Task input Block Start
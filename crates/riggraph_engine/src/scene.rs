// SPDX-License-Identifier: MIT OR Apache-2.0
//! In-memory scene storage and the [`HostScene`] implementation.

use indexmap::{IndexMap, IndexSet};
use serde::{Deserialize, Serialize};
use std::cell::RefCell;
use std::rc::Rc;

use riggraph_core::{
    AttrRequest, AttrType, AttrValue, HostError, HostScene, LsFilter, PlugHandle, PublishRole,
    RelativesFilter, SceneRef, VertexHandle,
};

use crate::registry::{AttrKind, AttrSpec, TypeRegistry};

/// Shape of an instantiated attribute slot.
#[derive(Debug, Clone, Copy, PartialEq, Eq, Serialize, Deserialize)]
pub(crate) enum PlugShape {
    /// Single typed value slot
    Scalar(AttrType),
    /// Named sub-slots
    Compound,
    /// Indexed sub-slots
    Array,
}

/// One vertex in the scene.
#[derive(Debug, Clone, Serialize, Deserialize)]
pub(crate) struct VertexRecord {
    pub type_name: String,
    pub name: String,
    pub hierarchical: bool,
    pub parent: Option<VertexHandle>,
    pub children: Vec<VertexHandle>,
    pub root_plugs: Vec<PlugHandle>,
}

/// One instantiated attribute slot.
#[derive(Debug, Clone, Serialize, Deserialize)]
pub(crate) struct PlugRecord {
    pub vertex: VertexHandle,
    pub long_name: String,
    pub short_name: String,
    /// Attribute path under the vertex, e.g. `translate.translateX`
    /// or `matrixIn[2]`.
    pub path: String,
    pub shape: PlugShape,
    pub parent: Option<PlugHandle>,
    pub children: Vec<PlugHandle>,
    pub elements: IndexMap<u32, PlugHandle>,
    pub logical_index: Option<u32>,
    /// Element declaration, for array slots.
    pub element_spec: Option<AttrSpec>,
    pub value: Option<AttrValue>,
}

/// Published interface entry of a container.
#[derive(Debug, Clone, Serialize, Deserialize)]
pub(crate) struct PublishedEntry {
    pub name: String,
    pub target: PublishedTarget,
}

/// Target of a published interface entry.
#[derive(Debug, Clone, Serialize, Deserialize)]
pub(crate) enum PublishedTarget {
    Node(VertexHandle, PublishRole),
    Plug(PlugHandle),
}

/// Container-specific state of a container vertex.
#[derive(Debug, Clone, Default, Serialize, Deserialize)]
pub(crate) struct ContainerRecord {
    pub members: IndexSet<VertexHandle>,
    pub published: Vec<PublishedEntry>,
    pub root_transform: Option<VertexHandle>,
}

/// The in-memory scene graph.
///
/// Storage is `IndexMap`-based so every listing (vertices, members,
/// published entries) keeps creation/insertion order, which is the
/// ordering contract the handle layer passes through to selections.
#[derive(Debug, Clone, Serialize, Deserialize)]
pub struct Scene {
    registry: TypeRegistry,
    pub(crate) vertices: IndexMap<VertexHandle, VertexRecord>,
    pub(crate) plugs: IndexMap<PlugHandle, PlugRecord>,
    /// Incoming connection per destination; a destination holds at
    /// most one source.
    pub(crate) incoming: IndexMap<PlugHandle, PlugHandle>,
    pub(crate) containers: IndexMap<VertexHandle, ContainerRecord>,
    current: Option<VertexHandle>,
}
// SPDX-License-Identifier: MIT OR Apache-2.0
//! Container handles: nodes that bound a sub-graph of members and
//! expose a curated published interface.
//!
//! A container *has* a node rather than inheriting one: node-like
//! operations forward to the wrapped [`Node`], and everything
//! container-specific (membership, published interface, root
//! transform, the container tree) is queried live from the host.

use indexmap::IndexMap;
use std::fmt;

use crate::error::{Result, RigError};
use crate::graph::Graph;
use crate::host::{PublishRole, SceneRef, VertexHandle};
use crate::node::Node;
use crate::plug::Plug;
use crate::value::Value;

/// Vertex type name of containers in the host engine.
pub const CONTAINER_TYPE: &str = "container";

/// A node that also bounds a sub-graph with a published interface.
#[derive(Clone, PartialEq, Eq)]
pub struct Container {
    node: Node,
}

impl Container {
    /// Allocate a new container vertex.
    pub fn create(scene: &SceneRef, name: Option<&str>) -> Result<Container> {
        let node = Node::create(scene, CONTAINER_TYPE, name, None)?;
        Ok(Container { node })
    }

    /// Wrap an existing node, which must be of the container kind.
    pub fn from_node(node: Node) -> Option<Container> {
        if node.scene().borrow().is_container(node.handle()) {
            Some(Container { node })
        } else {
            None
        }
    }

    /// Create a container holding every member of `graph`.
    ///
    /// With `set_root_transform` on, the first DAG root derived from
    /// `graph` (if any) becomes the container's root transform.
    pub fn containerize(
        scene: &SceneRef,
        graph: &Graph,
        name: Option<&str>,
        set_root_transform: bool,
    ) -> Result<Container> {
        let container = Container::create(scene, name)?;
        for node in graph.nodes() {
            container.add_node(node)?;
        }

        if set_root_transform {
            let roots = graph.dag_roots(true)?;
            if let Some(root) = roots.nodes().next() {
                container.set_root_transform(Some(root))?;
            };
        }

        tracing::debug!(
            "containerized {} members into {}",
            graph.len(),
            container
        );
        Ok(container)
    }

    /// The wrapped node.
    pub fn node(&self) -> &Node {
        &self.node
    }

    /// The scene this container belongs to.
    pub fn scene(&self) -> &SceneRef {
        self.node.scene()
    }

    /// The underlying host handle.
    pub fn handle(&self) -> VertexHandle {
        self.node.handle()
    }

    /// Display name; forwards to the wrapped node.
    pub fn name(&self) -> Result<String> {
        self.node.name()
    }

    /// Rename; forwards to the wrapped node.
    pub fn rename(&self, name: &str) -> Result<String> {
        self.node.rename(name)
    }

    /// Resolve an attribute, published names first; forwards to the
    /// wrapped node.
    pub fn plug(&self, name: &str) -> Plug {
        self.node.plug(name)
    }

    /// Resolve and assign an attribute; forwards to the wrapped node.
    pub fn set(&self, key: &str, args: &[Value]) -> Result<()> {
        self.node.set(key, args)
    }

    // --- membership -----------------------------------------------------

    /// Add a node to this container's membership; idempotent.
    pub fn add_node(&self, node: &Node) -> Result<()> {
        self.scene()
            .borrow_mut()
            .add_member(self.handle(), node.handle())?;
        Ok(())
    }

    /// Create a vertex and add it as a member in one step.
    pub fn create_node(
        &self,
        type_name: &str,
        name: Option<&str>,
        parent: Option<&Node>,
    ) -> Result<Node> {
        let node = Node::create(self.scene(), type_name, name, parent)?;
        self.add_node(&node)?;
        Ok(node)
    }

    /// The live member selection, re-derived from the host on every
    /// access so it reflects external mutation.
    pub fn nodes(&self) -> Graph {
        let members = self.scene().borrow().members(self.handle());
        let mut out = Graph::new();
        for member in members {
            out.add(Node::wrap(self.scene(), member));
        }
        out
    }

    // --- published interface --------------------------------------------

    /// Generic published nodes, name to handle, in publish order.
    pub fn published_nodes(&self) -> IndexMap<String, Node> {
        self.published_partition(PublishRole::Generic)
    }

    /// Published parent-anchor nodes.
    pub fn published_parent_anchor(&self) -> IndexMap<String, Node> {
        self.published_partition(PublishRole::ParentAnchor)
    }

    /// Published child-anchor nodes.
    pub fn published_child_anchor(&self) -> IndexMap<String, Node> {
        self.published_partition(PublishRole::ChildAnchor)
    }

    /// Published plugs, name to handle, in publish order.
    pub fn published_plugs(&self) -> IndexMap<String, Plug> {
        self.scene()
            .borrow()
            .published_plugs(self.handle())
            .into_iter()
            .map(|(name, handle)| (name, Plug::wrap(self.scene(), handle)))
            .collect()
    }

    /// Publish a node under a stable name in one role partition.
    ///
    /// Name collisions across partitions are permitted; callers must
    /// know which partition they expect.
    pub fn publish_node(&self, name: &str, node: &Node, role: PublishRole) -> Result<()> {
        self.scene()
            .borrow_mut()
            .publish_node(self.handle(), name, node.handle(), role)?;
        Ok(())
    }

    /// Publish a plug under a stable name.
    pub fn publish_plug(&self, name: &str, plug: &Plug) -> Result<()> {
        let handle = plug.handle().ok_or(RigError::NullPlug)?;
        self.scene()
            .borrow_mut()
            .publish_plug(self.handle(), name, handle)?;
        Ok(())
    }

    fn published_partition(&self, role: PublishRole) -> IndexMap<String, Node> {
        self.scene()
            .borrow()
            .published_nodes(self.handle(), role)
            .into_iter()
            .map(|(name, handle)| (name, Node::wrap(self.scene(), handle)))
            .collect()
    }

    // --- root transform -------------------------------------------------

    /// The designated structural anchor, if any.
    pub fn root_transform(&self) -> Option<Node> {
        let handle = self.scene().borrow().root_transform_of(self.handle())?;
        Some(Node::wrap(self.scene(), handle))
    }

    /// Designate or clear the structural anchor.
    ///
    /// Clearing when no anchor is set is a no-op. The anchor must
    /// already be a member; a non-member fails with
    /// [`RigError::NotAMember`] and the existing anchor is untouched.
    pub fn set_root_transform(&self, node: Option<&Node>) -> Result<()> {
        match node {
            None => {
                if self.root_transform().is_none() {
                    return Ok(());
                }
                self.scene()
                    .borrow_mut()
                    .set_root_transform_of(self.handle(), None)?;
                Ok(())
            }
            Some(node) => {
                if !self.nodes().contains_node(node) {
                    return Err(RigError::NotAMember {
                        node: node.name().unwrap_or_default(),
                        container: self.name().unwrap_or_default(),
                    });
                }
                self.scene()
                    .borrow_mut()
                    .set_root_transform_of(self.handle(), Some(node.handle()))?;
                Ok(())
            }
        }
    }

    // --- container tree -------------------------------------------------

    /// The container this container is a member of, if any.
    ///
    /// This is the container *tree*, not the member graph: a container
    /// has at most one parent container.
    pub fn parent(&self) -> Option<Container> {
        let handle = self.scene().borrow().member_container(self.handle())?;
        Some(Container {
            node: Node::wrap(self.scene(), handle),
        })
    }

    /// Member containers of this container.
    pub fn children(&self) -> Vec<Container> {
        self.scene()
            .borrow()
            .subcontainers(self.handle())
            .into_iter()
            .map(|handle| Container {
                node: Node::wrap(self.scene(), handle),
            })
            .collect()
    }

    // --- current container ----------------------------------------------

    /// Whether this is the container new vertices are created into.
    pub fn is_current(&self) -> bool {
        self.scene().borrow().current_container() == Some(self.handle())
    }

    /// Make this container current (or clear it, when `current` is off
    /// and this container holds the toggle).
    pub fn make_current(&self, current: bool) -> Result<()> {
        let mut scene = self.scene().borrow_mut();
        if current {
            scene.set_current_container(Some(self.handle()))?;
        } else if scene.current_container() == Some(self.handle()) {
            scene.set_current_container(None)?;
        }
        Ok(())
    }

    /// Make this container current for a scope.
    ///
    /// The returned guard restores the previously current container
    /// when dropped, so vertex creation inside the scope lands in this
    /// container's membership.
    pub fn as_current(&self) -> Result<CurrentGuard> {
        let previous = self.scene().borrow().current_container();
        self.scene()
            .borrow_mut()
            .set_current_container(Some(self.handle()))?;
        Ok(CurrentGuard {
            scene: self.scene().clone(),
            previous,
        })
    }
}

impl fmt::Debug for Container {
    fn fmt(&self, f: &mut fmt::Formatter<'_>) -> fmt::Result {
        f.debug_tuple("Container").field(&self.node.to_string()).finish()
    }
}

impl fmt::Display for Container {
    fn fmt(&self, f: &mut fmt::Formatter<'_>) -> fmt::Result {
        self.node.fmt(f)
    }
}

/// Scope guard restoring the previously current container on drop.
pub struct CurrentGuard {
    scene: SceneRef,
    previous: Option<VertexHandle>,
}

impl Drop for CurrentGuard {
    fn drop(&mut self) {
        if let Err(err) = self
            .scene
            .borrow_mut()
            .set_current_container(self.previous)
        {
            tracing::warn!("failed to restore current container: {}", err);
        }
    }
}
Task input Block End
Task input Block Start
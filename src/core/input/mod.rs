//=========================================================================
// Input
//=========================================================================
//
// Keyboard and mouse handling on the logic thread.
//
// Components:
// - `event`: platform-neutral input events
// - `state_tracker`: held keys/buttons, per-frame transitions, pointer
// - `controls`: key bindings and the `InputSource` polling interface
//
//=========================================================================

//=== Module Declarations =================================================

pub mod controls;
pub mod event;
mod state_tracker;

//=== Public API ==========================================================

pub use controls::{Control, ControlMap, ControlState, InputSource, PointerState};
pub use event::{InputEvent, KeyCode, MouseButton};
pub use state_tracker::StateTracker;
Task input Block End
Task input Block Start
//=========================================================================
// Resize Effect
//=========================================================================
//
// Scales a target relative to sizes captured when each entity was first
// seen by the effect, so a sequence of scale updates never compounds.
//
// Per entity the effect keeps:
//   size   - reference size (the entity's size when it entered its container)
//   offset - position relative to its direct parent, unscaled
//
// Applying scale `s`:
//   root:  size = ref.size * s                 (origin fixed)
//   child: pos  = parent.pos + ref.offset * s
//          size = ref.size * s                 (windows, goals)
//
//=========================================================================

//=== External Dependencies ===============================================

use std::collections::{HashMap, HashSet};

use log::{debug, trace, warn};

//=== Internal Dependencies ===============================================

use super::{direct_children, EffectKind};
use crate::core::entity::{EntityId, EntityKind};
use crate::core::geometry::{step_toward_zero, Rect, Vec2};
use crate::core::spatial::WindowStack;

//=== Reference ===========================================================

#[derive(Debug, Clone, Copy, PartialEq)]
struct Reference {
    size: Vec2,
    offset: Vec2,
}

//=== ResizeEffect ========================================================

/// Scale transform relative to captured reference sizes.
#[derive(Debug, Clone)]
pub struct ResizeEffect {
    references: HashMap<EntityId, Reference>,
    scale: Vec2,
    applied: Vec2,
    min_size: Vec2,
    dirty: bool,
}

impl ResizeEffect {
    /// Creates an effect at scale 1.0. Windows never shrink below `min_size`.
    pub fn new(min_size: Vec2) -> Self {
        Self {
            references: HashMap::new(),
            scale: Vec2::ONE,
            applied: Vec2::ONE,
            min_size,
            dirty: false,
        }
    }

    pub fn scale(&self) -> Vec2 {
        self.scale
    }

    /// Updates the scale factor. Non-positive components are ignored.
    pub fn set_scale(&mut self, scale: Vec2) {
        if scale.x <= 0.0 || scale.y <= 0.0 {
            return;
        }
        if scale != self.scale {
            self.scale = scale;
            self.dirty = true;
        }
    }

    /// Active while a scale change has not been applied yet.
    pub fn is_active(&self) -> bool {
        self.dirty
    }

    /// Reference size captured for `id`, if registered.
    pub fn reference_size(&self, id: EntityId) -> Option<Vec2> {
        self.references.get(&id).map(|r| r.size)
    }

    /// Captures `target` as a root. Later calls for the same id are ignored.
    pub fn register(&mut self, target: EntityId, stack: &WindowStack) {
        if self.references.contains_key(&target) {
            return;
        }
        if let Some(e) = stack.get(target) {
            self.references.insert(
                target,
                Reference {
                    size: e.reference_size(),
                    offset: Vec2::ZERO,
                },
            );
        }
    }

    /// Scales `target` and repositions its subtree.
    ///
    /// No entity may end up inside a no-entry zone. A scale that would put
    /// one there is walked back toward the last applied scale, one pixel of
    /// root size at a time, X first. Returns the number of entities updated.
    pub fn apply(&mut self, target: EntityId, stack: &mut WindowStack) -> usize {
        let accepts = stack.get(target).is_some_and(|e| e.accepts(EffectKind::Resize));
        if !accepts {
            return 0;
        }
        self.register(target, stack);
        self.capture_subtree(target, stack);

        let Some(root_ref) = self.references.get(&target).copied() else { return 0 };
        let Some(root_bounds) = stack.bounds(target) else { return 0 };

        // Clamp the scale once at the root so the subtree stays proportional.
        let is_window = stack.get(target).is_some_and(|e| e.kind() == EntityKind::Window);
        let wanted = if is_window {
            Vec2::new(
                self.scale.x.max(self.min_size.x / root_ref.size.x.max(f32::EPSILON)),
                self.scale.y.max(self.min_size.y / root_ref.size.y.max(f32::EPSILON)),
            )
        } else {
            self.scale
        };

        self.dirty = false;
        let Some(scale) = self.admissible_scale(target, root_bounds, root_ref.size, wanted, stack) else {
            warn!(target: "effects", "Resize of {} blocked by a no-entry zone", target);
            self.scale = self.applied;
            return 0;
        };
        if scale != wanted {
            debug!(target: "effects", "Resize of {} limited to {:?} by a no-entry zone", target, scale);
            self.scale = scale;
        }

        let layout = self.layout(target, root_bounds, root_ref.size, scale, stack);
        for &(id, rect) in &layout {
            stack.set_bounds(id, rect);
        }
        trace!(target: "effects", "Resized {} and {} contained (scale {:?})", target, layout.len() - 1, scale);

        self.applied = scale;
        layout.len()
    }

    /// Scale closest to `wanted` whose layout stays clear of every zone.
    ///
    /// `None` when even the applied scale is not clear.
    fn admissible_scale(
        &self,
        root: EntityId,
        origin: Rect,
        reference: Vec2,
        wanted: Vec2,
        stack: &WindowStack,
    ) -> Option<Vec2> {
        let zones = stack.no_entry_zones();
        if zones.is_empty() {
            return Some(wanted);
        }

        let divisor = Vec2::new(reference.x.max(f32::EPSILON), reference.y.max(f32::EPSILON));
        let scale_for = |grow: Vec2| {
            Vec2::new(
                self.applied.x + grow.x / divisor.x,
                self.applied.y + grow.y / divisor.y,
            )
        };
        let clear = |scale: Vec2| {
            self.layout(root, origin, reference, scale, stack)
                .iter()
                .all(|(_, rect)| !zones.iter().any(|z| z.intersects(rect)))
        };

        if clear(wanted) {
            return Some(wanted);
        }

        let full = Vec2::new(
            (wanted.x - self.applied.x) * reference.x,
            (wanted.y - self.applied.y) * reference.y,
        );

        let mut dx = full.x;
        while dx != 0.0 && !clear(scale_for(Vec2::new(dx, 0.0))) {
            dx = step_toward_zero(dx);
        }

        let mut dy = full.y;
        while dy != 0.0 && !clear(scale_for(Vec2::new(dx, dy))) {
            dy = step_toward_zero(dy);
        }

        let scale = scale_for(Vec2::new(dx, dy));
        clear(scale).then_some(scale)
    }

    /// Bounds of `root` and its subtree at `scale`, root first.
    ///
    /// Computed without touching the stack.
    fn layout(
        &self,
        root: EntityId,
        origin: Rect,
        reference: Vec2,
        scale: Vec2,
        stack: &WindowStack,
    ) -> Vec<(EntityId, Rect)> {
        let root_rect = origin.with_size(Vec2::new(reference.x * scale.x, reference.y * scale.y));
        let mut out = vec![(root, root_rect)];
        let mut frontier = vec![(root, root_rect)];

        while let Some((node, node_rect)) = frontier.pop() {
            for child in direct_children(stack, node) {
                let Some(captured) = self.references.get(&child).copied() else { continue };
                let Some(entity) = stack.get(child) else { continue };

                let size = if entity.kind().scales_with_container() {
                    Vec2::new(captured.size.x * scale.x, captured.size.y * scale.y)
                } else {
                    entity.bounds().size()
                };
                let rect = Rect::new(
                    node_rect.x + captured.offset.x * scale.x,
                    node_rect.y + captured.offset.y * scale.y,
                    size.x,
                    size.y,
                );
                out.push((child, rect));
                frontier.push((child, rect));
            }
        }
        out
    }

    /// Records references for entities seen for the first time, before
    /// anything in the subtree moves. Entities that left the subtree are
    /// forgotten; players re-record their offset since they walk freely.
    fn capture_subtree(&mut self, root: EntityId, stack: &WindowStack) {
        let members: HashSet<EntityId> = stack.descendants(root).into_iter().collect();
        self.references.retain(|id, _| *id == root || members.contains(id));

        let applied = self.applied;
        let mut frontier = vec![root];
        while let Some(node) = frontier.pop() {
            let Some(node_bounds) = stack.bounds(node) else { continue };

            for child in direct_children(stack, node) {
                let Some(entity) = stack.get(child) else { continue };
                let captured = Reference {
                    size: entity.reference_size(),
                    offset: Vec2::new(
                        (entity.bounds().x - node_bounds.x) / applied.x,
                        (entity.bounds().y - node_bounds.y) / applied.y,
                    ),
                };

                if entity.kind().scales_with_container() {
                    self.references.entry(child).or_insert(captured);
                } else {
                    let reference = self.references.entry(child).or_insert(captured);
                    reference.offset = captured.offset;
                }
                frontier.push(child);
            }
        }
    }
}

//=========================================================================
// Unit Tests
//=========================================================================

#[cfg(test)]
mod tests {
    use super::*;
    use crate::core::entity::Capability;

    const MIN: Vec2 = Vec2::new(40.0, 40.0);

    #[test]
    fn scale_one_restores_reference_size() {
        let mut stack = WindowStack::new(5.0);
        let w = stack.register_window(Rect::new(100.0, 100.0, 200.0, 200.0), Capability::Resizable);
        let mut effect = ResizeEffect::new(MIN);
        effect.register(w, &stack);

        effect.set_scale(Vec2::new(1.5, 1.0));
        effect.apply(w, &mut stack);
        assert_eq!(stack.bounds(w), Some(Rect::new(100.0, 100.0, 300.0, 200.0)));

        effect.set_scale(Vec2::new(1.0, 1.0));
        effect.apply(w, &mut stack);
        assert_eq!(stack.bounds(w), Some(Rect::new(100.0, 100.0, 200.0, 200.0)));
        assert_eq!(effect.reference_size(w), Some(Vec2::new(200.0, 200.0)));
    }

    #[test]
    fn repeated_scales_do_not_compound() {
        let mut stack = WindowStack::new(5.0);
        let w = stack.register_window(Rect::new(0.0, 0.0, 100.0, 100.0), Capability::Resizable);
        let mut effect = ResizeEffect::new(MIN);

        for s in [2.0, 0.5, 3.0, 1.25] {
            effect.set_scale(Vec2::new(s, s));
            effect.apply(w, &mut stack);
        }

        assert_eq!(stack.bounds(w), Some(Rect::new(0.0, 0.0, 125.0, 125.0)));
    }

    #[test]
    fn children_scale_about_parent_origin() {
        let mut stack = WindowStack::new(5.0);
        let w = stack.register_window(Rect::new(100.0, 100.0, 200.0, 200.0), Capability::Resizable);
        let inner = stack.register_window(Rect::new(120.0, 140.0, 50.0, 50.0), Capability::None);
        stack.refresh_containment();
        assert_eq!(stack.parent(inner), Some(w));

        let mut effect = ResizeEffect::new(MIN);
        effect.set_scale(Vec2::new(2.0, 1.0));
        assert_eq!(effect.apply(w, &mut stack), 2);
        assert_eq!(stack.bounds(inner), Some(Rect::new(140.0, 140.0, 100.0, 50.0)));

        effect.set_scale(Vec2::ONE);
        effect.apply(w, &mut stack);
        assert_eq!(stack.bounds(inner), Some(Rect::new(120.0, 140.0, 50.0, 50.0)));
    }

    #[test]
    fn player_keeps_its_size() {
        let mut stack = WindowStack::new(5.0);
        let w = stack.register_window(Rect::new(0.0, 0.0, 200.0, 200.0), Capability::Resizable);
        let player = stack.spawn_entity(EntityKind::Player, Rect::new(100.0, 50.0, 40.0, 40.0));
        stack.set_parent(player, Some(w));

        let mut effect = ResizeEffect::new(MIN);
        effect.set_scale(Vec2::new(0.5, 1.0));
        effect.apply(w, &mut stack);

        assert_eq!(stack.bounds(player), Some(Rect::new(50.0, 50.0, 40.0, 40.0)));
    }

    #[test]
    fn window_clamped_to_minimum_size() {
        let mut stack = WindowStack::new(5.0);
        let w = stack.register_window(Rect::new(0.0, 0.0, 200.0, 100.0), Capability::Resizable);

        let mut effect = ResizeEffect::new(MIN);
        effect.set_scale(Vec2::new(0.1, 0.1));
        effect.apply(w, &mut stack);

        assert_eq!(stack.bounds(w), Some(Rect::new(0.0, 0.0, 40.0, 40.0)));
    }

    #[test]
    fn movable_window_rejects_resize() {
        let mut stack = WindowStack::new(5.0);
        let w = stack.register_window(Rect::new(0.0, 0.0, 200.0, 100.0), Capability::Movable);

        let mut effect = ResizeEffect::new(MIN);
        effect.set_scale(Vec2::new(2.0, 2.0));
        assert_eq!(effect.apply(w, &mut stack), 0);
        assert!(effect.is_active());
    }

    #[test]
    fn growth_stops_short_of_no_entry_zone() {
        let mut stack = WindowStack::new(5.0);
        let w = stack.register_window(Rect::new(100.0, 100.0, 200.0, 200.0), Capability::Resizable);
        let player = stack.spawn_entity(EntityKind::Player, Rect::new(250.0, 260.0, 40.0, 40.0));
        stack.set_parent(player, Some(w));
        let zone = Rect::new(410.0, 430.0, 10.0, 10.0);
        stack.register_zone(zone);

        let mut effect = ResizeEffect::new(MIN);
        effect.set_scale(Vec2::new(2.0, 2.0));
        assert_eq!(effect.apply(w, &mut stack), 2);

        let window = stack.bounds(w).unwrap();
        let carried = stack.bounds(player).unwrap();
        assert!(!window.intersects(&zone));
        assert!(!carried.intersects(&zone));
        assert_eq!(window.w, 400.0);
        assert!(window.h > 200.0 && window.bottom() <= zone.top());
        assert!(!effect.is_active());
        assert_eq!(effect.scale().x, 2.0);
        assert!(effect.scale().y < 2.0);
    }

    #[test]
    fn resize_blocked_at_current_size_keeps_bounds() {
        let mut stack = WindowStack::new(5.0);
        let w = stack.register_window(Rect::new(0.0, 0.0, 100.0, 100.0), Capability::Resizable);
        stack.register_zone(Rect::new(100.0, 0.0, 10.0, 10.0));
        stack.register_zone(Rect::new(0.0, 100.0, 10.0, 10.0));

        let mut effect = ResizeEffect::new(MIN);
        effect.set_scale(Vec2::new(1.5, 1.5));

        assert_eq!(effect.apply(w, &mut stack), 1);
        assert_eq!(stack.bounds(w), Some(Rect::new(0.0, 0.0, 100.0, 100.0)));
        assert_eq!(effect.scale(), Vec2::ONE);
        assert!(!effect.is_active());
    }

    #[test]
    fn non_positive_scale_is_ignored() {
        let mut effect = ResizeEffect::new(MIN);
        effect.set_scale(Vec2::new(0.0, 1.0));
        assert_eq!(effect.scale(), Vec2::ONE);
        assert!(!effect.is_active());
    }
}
Task input Block End
Exercise details = Lines holding "bool" in the data above: copy each of them.

Reply =
    pub hierarchical: bool,
        set_root_transform: bool,
    pub fn is_current(&self) -> bool {
    pub fn make_current(&self, current: bool) -> Result<()> {
    dirty: bool,
    pub fn is_active(&self) -> bool {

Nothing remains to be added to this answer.